When reviewing a scientific paper, or attending a research presentation at a meeting, we often see p-values reported as outcomes of a research project. Although commonly used in life sciences, p-values are often misunderstood, and in some cases, can be misleading. Understanding what a p-value describes can help the veterinary practitioner interpret and critically evaluate research results, and lower the risk of misinterpretations and misunderstandings.  

A p-value can be defined as a conditional probability of observing as great or greater difference in an outcome given that the null hypothesis is true. The null hypothesis is often formulated to state that there is no difference in risk, no effect of treatment, etc. For example, in a study of average daily gain (ADG) in feedlot steers that compares a new ration to an existing ration, the p-value derived from a comparison of the means of ADG would tell us the probability of observing as great or greater difference in the mean ADG between the two groups receiving different rations, if the ration has no impact on ADG. By convention, we often use an alpha (α) value of 0.05 as the cutoff for what we consider constitutes statistical difference in many life science disciplines. The “significance value”, as the alpha may be referred to, does not have to be 0.05, however, and may be raised or lowered in difference circumstances or disciplines. The alpha states the percent risk we are willing to accept that we will determine a statistical difference exists, when there actually is not a difference. This is called a Type I error or inappropriately rejecting the null hypothesis when the null is true. Conversely, we may also fail to reject the null hypothesis when the null is not true. This is called a Type II error, and the probability of committing a Type II error is denoted by beta (β). Therefore, 1-β, or the probability of detecting a difference (rejecting the null hypothesis) when there really is a difference is known as the “power of a test”. 
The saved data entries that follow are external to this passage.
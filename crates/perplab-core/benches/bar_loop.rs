//! Hot-loop benchmark: a full run over synthetic data.
//!
//! Keeps an eye on the per-bar cost of the trading loop (structures,
//! snapshot reads, rule evaluation, exchange phases). The loop should stay
//! O(1) per bar; regressions here usually mean an accidental per-bar scan.

use criterion::{black_box, criterion_group, criterion_main, Criterion};
use perplab_core::feed::Feed;
use perplab_core::play::Play;
use perplab_core::prelude::*;
use std::collections::BTreeMap;

const T0: i64 = 1_704_067_200_000;

fn demo_play() -> Play {
    serde_json::from_value(serde_json::json!({
        "id": "bench-ema-cross",
        "version": "1",
        "symbol": "BTCUSDT",
        "account": {
            "starting_equity_usdt": 10_000.0,
            "max_leverage": 10.0,
            "margin_mode": "isolated",
            "taker_fee_bps": 5.5,
            "maker_fee_bps": 2.0,
            "slippage_bps": 1.0,
            "maintenance_margin_rate": 0.005
        },
        "timeframes": {"exec": "1h"},
        "features": [
            {"key": "ema_9", "kind": "ema", "params": {"period": 9}},
            {"key": "ema_21", "kind": "ema", "params": {"period": 21}},
            {"key": "atr_14", "kind": "atr", "params": {"period": 14}}
        ],
        "structures": [
            {"key": "swings", "kind": "swing", "params": {"left": 3, "right": 3}},
            {"key": "trend", "kind": "trend", "depends_on": "swings"}
        ],
        "policy": {"direction": "long_short", "exit_mode": "first_hit"},
        "blocks": [
            {
                "id": "entry",
                "cases": [
                    {
                        "when": {"op": "all", "exprs": [
                            {"op": "cross_above", "lhs": "ema_9", "rhs": "ema_21"},
                            {"op": "eq", "lhs": "trend.direction", "rhs": 1}
                        ]},
                        "emit": [{"action": "entry_long"}]
                    },
                    {
                        "when": {"op": "cross_below", "lhs": "ema_9", "rhs": "ema_21"},
                        "emit": [{"action": "exit_long"}]
                    }
                ]
            }
        ],
        "risk": {
            "stop_loss": {"mode": "roi_pct", "pct": 2.0},
            "take_profit": {"mode": "roi_pct", "pct": 4.0},
            "sizing": {"mode": "percent_equity", "pct": 10.0, "leverage": 3.0}
        }
    }))
    .expect("bench play is well-formed")
}

fn synthetic_feeds(hours: usize) -> MultiFeed {
    let mut exec_bars = Vec::with_capacity(hours);
    let mut quote_bars = Vec::with_capacity(hours * 60);
    let mut price = 50_000.0;

    for h in 0..hours {
        let ts_open = T0 + h as i64 * 3_600_000;
        let open = price;
        // A deterministic wobble: slow sine drift plus hourly oscillation.
        let drift = ((h as f64) * 0.05).sin() * 400.0;
        let close = 50_000.0 + drift + ((h % 7) as f64 - 3.0) * 60.0;

        let mut high = open.max(close);
        let mut low = open.min(close);
        for m in 0..60i64 {
            let q_open = if m == 0 { open } else { price };
            let t = (m + 1) as f64 / 60.0;
            let q_close = open + (close - open) * t;
            let q_high = q_open.max(q_close) + 15.0;
            let q_low = q_open.min(q_close) - 15.0;
            high = high.max(q_high);
            low = low.min(q_low);
            let ts = ts_open + m * 60_000;
            quote_bars.push(Bar::new(ts, ts + 60_000, q_open, q_high, q_low, q_close, 10.0));
            price = q_close;
        }
        exec_bars.push(Bar::new(
            ts_open,
            ts_open + 3_600_000,
            open,
            high,
            low,
            close,
            600.0,
        ));
    }

    let exec = Feed::from_bars("BTCUSDT", Timeframe::H1, &exec_bars).expect("bench bars");
    let quote = Feed::from_bars("BTCUSDT", Timeframe::M1, &quote_bars).expect("bench quotes");
    let mut map = BTreeMap::new();
    map.insert(TfRole::Exec, exec);
    MultiFeed::new(map, quote).expect("bench store")
}

fn bench_bar_loop(c: &mut Criterion) {
    let play = demo_play();
    let feeds = synthetic_feeds(24 * 30);
    let config = RunConfig {
        window_start_ms: T0 + 100 * 3_600_000,
        window_end_ms: T0 + 24 * 30 * 3_600_000,
        rule_limits: RuleLimits::default(),
    };

    c.bench_function("run_backtest_30d_1h", |b| {
        b.iter(|| {
            let report = run_backtest(&play, black_box(feeds.clone()), config).expect("bench run");
            black_box(report.final_equity_usdt)
        })
    });
}

criterion_group!(benches, bench_bar_loop);
criterion_main!(benches);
P-values are useful, but by themselves, do not tell the whole story. Often the magnitude of the difference observed in the outcome is important regardless of the p-value. For example, a study may find that treatment 1 produces a 0.01% decrease in morbidity compared to treatment 2 with a p-value of <0.0001. Although this would be considered a “statistically significant difference”, the difference may not be biologically relevant or may be too small to justify a change in management or treatment. Measures of association (i.e., risk ratio and odds ratio) are also important inferential statistics because they inform us on the strength and direction of the relationship between a potential risk factor (e.g., body condition score less than 5) and the outcome of interest (e.g., bovine pregnancy). Although a large p-value may indicate that the difference occurred due to chance, if the measure of association is strong, further exploration of the relationship may be warranted. Other useful statistical outputs include confidence intervals and parameter estimations; these describe the results of the study, and provide information not contained within the p-value.